What you will do: Your output should consist solely of the lines from the one with "missing or unreadable" through the end of the records, reproduced exactly, both ends included.

Given data:
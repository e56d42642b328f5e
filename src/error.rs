//! Error types for the clustering pipeline

use std::path::PathBuf;
use thiserror::Error;

/// Errors that can occur while loading, clustering or exporting
#[derive(Error, Debug)]
pub enum Error {
    /// Input file is missing or unreadable
    #[error("cannot read input file {path}: {source}")]
    MissingInput {
        path: PathBuf,
        #[source]
        source: std::io::Error,
    },

    /// Input is not valid JSON
    #[error("malformed JSON: {0}")]
    MalformedJson(#[from] serde_json::Error),

    /// JSON is valid but does not have the expected shape
    #[error("schema mismatch at {location}: {message}")]
    SchemaMismatch { location: String, message: String },

    /// A date field could not be parsed
    #[error("record {index}: cannot parse {field} value {value:?} as a date")]
    InvalidDate {
        index: usize,
        field: &'static str,
        value: String,
    },

    /// No cluster exceeded the size threshold
    #[error("no cluster has more than {threshold} unique wallets")]
    EmptyResult { threshold: usize },

    /// The workbook could not be written
    #[error("cannot write workbook {path}: {source}")]
    OutputWrite {
        path: PathBuf,
        #[source]
        source: rust_xlsxwriter::XlsxError,
    },

    /// Building a summary frame failed
    #[error("frame error: {0}")]
    Frame(#[from] polars::prelude::PolarsError),
}

impl Error {
    pub(crate) fn schema(location: impl Into<String>, message: impl Into<String>) -> Self {
        Error::SchemaMismatch {
            location: location.into(),
            message: message.into(),
        }
    }
}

Solution below:
    /// Input file is missing or unreadable
    #[error("cannot read input file {path}: {source}")]
    MissingInput {
        path: PathBuf,
        #[source]
        source: std::io::Error,
    },

    /// Input is not valid JSON
    #[error("malformed JSON: {0}")]
    MalformedJson(#[from] serde_json::Error),

    /// JSON is valid but does not have the expected shape
    #[error("schema mismatch at {location}: {message}")]
    SchemaMismatch { location: String, message: String },

    /// A date field could not be parsed
    #[error("record {index}: cannot parse {field} value {value:?} as a date")]
    InvalidDate {
        index: usize,
        field: &'static str,
        value: String,
    },

    /// No cluster exceeded the size threshold
    #[error("no cluster has more than {threshold} unique wallets")]
    EmptyResult { threshold: usize },

    /// The workbook could not be written
    #[error("cannot write workbook {path}: {source}")]
    OutputWrite {
        path: PathBuf,
        #[source]
        source: rust_xlsxwriter::XlsxError,
    },

    /// Building a summary frame failed
    #[error("frame error: {0}")]
    Frame(#[from] polars::prelude::PolarsError),
}

impl Error {
    pub(crate) fn schema(location: impl Into<String>, message: impl Into<String>) -> Self {
        Error::SchemaMismatch {
            location: location.into(),
            message: message.into(),
        }
    }
}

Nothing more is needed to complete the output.